* _INPUT_
* * * *
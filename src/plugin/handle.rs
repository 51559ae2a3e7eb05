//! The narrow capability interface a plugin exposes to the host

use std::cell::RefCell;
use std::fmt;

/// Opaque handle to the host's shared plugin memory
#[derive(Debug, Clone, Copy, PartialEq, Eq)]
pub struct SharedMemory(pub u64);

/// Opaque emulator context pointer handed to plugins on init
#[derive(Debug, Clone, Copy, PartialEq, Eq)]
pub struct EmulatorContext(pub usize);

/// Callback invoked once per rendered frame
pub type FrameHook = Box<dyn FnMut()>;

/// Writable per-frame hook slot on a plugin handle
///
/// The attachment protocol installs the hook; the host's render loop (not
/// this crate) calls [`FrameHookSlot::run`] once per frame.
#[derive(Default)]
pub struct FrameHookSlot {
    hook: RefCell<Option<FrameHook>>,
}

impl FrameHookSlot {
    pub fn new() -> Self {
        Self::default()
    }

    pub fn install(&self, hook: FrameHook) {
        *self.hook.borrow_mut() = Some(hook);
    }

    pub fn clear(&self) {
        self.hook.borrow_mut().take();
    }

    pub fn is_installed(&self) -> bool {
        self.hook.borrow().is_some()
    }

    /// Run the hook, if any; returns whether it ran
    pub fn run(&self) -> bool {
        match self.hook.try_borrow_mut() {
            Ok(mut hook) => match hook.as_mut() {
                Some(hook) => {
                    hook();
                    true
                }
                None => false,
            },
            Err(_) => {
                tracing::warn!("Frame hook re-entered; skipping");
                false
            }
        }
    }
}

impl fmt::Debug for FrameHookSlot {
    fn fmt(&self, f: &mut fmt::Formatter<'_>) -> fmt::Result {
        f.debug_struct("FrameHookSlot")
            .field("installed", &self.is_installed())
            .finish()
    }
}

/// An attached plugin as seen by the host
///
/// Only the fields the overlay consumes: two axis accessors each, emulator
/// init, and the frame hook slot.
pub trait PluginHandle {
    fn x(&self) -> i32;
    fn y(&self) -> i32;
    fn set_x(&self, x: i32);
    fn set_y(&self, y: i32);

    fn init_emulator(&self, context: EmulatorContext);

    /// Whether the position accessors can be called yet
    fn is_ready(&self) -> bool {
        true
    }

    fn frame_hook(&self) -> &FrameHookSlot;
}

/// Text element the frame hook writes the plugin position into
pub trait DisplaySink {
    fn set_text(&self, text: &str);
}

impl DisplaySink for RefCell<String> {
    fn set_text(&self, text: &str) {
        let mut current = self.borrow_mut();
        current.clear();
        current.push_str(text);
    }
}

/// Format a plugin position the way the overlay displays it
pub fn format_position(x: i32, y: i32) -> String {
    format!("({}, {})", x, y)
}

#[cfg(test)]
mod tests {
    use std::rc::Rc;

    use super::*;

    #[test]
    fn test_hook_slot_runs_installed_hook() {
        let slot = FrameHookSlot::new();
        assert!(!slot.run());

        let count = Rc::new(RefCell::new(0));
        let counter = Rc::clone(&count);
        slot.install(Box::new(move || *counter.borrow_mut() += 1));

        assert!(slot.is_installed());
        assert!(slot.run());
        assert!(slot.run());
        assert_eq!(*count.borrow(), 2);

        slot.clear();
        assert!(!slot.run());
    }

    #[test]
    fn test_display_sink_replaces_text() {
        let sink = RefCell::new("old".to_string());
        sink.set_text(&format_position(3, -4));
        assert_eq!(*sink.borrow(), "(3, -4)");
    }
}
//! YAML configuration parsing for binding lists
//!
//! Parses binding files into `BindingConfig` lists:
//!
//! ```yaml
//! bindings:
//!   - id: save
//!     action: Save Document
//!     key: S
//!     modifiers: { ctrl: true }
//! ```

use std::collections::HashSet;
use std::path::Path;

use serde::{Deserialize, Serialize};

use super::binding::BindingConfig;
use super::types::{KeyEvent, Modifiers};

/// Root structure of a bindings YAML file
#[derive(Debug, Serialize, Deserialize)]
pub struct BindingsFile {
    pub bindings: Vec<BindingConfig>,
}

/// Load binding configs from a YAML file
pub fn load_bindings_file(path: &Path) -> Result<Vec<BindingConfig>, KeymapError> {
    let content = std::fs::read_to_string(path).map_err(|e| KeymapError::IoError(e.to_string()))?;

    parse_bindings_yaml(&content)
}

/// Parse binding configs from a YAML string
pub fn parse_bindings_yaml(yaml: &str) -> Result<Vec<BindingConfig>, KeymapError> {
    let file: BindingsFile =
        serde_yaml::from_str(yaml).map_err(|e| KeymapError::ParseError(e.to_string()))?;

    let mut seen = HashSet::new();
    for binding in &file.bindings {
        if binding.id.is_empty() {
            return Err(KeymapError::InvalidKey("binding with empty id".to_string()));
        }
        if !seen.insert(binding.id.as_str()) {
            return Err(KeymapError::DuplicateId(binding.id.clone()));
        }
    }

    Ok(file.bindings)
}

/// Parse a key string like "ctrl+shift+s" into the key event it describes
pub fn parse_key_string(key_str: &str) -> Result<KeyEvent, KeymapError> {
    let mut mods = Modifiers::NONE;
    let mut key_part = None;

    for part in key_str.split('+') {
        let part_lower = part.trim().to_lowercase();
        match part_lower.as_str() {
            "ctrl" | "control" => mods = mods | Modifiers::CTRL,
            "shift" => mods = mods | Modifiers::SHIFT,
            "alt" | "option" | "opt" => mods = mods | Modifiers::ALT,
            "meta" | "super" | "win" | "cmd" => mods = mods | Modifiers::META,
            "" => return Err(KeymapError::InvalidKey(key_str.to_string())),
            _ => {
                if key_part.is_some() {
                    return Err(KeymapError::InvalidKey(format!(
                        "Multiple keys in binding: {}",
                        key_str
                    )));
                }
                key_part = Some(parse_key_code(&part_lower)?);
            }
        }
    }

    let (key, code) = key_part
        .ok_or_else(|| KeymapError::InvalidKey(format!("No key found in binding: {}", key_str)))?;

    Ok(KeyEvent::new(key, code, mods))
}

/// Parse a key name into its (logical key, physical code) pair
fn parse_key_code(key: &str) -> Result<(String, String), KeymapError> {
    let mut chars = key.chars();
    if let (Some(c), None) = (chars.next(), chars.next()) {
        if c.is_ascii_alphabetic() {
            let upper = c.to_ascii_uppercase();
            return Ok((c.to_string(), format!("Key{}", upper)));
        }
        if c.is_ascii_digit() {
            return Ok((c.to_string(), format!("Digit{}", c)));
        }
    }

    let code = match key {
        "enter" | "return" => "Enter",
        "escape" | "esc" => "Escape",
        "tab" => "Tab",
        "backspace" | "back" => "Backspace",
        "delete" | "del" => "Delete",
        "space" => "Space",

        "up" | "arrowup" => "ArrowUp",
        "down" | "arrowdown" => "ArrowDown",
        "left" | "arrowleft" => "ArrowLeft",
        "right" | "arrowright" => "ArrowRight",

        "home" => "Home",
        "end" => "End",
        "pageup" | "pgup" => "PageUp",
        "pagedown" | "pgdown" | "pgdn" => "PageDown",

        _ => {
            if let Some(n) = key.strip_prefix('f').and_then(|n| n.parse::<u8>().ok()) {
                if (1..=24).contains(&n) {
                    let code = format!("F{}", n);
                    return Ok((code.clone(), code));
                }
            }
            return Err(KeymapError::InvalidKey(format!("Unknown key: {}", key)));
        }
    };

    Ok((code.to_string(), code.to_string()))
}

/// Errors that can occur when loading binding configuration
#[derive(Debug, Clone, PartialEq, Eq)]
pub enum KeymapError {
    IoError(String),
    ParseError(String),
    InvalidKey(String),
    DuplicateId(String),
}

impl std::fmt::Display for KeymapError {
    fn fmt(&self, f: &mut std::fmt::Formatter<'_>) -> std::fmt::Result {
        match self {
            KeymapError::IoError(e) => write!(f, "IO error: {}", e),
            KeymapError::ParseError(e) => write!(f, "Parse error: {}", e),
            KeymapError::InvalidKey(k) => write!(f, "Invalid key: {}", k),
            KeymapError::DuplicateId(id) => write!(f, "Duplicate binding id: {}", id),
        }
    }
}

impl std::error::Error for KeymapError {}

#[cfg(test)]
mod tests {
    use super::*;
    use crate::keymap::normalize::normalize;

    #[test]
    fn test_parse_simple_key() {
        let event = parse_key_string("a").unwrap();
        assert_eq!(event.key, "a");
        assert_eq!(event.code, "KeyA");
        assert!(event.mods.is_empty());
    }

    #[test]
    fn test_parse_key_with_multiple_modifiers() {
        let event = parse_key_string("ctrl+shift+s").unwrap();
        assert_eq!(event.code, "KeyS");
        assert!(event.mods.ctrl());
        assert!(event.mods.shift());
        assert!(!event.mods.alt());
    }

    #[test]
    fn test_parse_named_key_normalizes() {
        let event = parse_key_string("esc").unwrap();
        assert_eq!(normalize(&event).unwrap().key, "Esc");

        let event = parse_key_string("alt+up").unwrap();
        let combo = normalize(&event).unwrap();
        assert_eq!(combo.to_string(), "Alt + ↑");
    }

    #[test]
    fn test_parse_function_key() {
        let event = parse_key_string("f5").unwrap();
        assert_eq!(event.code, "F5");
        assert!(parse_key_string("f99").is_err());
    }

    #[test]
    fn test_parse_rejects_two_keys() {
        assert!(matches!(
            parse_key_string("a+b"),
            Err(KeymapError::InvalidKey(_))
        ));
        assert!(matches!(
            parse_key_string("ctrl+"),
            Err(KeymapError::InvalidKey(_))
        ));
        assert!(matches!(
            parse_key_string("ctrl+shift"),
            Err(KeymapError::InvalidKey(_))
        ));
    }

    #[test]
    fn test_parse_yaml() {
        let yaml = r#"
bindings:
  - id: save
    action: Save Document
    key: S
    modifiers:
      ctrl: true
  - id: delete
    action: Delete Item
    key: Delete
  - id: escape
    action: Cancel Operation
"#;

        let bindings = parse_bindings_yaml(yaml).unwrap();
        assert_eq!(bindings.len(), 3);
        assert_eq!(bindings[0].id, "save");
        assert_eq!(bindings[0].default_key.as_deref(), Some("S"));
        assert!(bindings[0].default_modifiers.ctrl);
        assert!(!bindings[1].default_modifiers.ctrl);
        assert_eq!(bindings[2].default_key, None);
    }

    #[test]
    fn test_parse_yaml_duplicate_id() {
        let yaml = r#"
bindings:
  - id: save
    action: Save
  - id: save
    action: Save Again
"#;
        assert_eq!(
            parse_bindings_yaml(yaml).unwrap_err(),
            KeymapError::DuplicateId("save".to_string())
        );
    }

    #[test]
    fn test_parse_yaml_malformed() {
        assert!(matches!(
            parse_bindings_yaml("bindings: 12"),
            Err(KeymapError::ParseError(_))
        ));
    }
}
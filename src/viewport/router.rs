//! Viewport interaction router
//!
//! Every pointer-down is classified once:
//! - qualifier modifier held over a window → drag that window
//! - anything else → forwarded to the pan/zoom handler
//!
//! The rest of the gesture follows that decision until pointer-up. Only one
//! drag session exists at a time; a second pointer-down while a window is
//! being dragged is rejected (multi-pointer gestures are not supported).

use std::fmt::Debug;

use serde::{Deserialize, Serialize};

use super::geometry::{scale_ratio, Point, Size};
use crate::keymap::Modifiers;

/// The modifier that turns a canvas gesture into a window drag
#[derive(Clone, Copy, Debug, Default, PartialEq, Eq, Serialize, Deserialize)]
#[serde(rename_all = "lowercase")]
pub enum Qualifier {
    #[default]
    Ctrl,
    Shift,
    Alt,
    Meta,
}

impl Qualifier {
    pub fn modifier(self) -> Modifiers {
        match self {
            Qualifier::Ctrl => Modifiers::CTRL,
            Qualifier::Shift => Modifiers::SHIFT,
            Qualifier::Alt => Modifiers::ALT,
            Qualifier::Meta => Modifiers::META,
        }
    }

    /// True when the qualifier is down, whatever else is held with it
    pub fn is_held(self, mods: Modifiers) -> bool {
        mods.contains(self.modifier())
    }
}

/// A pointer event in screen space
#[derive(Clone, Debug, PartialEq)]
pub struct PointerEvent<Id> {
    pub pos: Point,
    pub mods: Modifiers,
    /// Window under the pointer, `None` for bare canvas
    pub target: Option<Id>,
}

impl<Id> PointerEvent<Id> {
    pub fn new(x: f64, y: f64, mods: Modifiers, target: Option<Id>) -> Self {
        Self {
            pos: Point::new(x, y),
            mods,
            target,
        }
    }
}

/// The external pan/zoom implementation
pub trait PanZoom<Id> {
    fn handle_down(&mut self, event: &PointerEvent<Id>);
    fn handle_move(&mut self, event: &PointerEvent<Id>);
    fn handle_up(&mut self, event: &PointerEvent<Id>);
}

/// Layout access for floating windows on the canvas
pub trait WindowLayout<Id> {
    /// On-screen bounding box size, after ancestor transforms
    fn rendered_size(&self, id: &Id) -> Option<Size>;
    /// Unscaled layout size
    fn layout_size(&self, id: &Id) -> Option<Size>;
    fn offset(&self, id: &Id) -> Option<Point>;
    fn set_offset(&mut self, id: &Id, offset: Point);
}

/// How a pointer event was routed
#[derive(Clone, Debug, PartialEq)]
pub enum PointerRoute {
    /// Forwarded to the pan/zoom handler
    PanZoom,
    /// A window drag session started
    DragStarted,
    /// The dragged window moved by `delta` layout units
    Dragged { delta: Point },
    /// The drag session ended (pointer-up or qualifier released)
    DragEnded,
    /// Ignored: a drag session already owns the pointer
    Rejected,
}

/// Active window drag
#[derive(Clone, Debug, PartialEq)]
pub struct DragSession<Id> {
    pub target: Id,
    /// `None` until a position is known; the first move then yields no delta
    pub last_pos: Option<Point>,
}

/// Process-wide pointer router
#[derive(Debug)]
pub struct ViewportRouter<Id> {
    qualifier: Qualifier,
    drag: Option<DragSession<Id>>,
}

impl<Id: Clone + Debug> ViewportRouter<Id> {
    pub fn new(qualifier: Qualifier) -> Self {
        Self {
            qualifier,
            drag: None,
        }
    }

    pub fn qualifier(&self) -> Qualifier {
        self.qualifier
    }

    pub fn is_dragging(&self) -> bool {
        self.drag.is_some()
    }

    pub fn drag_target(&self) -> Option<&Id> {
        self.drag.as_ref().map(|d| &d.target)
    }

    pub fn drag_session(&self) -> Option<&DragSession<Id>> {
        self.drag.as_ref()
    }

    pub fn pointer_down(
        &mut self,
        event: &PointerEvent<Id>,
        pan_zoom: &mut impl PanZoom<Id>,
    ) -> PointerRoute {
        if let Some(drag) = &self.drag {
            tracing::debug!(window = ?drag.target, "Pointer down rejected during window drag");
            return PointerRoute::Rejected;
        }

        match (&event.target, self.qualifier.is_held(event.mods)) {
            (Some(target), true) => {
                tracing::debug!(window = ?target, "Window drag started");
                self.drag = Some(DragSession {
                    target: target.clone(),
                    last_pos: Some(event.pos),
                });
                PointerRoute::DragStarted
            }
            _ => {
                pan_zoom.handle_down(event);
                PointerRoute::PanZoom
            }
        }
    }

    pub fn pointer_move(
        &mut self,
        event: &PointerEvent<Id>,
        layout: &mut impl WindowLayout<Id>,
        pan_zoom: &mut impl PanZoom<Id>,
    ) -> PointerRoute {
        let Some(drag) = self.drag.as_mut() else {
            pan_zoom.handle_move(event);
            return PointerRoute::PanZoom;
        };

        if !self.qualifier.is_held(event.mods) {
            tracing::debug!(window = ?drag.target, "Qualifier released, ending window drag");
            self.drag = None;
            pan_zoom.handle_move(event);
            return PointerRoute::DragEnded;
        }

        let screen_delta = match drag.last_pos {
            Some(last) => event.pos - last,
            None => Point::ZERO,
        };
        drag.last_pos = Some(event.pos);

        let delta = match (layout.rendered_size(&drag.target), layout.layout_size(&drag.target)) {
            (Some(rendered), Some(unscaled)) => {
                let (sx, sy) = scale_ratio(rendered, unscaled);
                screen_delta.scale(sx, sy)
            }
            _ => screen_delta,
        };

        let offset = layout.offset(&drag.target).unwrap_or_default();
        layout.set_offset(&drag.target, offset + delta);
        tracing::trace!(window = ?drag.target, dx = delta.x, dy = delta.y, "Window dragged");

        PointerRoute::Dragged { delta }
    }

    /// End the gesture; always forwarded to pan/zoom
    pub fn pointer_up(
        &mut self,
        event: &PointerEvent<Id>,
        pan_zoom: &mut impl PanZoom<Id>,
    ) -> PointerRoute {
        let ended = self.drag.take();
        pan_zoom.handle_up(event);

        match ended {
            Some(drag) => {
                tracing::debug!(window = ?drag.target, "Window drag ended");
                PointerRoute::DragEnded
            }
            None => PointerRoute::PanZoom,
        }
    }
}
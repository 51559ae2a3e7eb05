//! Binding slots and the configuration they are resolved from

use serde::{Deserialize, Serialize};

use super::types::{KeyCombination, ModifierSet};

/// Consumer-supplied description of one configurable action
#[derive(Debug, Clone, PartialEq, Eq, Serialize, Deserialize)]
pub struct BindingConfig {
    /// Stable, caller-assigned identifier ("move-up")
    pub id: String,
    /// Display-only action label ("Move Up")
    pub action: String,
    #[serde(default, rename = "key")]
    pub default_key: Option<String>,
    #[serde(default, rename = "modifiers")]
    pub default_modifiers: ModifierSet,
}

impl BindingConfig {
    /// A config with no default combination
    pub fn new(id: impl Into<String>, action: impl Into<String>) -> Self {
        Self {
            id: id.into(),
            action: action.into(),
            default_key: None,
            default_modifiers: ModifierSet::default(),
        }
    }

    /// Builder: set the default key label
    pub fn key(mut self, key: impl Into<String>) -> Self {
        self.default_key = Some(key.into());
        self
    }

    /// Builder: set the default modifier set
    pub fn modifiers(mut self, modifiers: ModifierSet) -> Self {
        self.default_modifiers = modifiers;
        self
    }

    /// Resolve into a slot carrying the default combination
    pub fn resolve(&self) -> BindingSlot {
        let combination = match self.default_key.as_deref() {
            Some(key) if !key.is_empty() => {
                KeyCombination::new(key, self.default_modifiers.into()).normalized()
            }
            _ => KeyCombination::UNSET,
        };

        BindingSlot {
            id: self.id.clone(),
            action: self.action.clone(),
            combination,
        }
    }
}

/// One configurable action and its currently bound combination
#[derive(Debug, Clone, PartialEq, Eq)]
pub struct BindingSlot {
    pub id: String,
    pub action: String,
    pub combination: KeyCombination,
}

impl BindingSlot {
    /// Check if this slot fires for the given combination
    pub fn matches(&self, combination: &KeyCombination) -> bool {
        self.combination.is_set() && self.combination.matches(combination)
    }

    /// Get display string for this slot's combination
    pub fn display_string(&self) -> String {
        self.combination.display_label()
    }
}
* * * *
* _WORK REQUEST_
Output the lines of the records above exactly as they appear, from the line containing "Err(KeymapError::ParseError(_))" through the line containing "fn handle_move(&mut self, event: &PointerEvent<Id>);".

* _RESULT OF THE EXERCISE_
            Err(KeymapError::ParseError(_))
        ));
    }
}
filename src/viewport/router.rs
//! Viewport interaction router
//!
//! Every pointer-down is classified once:
//! - qualifier modifier held over a window → drag that window
//! - anything else → forwarded to the pan/zoom handler
//!
//! The rest of the gesture follows that decision until pointer-up. Only one
//! drag session exists at a time; a second pointer-down while a window is
//! being dragged is rejected (multi-pointer gestures are not supported).

use std::fmt::Debug;

use serde::{Deserialize, Serialize};

use super::geometry::{scale_ratio, Point, Size};
use crate::keymap::Modifiers;

/// The modifier that turns a canvas gesture into a window drag
#[derive(Clone, Copy, Debug, Default, PartialEq, Eq, Serialize, Deserialize)]
#[serde(rename_all = "lowercase")]
pub enum Qualifier {
    #[default]
    Ctrl,
    Shift,
    Alt,
    Meta,
}

impl Qualifier {
    pub fn modifier(self) -> Modifiers {
        match self {
            Qualifier::Ctrl => Modifiers::CTRL,
            Qualifier::Shift => Modifiers::SHIFT,
            Qualifier::Alt => Modifiers::ALT,
            Qualifier::Meta => Modifiers::META,
        }
    }

    /// True when the qualifier is down, whatever else is held with it
    pub fn is_held(self, mods: Modifiers) -> bool {
        mods.contains(self.modifier())
    }
}

/// A pointer event in screen space
#[derive(Clone, Debug, PartialEq)]
pub struct PointerEvent<Id> {
    pub pos: Point,
    pub mods: Modifiers,
    /// Window under the pointer, `None` for bare canvas
    pub target: Option<Id>,
}

impl<Id> PointerEvent<Id> {
    pub fn new(x: f64, y: f64, mods: Modifiers, target: Option<Id>) -> Self {
        Self {
            pos: Point::new(x, y),
            mods,
            target,
        }
    }
}

/// The external pan/zoom implementation
pub trait PanZoom<Id> {
    fn handle_down(&mut self, event: &PointerEvent<Id>);
    fn handle_move(&mut self, event: &PointerEvent<Id>);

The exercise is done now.